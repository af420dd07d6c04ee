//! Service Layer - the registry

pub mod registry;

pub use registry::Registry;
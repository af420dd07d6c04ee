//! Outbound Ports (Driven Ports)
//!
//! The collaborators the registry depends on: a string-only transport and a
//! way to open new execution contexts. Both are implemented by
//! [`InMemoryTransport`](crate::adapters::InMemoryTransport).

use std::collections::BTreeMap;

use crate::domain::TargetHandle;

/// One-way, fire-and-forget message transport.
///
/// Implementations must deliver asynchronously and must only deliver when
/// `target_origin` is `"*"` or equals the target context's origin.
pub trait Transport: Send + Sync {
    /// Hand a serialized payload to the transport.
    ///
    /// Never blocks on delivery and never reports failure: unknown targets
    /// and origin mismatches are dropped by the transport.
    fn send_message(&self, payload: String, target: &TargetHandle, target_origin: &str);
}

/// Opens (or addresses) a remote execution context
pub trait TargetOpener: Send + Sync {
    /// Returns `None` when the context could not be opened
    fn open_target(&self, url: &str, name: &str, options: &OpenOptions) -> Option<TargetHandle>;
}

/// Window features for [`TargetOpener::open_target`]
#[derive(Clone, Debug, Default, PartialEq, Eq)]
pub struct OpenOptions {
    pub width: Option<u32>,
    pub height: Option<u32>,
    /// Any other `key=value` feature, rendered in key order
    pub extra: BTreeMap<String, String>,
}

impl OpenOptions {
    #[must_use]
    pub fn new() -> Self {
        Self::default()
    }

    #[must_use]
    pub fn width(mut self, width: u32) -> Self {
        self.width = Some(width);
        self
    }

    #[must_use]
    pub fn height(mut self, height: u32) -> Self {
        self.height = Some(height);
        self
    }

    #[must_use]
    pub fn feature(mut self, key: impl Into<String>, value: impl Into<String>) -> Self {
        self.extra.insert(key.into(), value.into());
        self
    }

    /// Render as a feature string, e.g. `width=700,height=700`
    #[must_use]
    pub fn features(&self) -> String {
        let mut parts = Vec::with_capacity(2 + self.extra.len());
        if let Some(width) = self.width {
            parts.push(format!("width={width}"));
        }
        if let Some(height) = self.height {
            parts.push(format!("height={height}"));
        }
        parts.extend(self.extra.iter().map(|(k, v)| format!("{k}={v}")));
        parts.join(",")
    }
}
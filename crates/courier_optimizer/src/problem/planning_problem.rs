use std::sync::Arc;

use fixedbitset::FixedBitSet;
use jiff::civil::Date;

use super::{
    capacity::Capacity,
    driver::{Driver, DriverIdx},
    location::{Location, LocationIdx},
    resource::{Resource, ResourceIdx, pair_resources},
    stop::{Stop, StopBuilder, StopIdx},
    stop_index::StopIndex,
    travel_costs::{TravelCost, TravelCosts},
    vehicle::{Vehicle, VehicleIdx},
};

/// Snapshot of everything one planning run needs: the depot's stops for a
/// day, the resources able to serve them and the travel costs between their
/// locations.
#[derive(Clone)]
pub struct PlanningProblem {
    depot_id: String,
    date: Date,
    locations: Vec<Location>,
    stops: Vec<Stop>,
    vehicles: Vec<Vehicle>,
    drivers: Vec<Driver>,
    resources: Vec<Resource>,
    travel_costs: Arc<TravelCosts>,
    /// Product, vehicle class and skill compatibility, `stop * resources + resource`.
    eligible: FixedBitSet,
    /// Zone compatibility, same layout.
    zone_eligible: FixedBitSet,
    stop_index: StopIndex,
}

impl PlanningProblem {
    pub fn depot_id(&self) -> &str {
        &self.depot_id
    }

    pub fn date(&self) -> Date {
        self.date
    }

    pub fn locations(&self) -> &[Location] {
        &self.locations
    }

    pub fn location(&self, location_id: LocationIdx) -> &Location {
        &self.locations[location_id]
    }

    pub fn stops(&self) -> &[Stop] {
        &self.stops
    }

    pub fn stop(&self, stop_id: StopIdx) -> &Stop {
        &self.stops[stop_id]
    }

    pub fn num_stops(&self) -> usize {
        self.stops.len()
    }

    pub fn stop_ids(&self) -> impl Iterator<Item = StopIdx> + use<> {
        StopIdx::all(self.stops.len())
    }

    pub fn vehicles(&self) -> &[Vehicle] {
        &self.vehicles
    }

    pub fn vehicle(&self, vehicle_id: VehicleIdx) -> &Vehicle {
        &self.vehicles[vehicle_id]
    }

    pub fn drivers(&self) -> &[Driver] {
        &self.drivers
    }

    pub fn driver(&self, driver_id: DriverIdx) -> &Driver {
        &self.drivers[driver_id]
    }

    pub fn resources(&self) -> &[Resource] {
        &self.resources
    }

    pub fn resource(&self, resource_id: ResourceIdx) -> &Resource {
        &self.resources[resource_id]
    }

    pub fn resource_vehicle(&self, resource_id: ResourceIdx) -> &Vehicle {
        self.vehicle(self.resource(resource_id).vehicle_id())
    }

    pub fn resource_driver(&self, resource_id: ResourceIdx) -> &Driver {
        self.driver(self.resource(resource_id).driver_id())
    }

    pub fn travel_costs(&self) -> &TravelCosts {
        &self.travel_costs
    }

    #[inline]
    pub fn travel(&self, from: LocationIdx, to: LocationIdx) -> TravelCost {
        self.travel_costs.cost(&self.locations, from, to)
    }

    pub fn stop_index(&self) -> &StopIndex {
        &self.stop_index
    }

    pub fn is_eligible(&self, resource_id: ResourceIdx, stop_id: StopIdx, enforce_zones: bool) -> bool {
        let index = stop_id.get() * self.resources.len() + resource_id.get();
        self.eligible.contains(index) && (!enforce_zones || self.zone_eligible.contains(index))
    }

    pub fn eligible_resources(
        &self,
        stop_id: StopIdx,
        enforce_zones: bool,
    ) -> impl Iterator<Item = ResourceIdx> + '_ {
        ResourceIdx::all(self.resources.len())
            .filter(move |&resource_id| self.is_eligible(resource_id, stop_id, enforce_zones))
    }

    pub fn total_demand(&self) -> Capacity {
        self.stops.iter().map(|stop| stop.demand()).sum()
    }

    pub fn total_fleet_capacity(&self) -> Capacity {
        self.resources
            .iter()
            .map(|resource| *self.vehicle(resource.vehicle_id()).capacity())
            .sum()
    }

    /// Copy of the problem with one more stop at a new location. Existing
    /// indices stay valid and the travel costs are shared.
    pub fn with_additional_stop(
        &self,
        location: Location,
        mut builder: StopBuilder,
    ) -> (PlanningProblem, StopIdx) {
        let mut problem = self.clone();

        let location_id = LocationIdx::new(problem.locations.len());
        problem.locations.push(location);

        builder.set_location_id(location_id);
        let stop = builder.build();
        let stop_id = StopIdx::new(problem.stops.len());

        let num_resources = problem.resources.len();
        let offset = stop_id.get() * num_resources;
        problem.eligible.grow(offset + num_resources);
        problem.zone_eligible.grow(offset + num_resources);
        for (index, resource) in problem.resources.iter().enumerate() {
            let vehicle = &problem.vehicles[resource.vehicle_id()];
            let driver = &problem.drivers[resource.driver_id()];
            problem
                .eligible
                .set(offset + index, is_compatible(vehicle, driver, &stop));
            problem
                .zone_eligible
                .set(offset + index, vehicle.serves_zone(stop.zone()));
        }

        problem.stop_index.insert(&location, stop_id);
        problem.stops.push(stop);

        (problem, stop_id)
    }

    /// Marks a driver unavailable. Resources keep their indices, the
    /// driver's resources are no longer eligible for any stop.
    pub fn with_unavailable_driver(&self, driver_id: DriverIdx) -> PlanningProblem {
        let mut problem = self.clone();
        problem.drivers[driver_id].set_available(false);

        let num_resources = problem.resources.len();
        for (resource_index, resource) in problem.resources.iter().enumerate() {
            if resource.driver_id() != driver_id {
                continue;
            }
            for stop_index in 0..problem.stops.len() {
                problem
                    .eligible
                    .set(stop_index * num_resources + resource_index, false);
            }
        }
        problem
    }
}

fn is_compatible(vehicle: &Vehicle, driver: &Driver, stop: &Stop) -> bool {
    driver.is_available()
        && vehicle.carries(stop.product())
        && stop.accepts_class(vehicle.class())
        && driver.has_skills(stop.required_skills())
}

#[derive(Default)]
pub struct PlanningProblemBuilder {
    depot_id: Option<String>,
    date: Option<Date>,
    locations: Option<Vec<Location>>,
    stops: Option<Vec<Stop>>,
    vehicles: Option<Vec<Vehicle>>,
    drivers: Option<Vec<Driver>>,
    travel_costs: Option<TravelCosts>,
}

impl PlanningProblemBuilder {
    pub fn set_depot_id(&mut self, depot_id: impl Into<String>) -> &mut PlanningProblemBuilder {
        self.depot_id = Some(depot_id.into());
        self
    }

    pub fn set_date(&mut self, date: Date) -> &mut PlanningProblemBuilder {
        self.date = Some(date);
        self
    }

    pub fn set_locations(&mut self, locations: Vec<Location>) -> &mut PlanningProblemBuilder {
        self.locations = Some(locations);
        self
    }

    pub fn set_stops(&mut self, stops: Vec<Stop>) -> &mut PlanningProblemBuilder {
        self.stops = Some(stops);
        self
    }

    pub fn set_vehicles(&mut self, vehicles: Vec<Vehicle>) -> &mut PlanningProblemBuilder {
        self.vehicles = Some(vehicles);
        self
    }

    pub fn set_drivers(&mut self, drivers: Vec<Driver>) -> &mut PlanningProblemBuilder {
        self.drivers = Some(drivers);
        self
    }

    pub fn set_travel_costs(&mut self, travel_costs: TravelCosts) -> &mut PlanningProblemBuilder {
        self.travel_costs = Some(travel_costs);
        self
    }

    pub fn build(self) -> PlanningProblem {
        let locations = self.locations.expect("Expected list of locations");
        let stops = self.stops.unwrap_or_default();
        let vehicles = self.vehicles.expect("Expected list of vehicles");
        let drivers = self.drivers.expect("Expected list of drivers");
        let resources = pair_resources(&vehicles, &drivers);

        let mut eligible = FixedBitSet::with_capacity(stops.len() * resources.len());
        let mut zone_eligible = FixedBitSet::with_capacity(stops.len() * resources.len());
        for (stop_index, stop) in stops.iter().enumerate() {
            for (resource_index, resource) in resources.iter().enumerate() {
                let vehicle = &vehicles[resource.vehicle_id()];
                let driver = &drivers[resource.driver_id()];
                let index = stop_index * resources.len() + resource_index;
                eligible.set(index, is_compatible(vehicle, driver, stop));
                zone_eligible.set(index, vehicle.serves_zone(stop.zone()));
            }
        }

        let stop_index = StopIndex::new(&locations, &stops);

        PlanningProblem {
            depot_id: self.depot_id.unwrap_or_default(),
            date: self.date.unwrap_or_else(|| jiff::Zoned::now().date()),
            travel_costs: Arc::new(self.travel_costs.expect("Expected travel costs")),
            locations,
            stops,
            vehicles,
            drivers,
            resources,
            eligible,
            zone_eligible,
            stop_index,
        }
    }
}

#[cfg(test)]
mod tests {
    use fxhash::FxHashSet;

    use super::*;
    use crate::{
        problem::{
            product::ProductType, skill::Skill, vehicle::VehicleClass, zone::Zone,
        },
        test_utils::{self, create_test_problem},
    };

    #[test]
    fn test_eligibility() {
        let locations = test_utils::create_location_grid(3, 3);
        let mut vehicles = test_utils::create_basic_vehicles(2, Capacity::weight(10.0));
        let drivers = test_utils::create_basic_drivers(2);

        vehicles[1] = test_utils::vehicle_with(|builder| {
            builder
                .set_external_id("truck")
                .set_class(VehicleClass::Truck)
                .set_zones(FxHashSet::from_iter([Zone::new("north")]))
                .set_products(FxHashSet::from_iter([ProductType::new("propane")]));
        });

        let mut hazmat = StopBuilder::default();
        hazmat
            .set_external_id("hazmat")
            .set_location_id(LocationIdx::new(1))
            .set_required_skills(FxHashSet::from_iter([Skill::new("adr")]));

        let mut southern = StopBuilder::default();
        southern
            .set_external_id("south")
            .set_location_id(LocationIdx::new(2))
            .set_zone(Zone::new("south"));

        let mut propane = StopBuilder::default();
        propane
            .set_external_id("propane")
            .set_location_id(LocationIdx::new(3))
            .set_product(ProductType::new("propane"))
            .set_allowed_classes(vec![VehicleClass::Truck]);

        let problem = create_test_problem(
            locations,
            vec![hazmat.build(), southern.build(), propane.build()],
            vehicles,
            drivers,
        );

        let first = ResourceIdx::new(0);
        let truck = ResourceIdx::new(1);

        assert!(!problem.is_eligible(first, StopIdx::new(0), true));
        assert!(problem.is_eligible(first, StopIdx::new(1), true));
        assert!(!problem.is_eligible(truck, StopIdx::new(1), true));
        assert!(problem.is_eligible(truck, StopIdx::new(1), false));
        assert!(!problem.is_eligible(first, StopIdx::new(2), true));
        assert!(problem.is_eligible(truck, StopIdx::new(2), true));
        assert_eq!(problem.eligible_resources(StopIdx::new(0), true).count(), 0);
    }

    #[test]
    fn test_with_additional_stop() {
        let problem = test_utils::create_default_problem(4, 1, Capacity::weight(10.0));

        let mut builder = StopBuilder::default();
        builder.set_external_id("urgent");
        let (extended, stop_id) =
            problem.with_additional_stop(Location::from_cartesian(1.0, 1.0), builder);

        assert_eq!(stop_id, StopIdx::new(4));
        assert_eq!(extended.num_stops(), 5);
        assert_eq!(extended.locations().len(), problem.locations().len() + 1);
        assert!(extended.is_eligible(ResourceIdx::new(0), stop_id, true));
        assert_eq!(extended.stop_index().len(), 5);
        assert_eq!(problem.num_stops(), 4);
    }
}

########################################

> TASK TO CARRY OUT: Copy whichever lines in the listing above hold "extended".

> OUTPUT:
        let (extended, stop_id) =
        assert_eq!(extended.num_stops(), 5);
        assert_eq!(extended.locations().len(), problem.locations().len() + 1);
        assert!(extended.is_eligible(ResourceIdx::new(0), stop_id, true));
        assert_eq!(extended.stop_index().len(), 5);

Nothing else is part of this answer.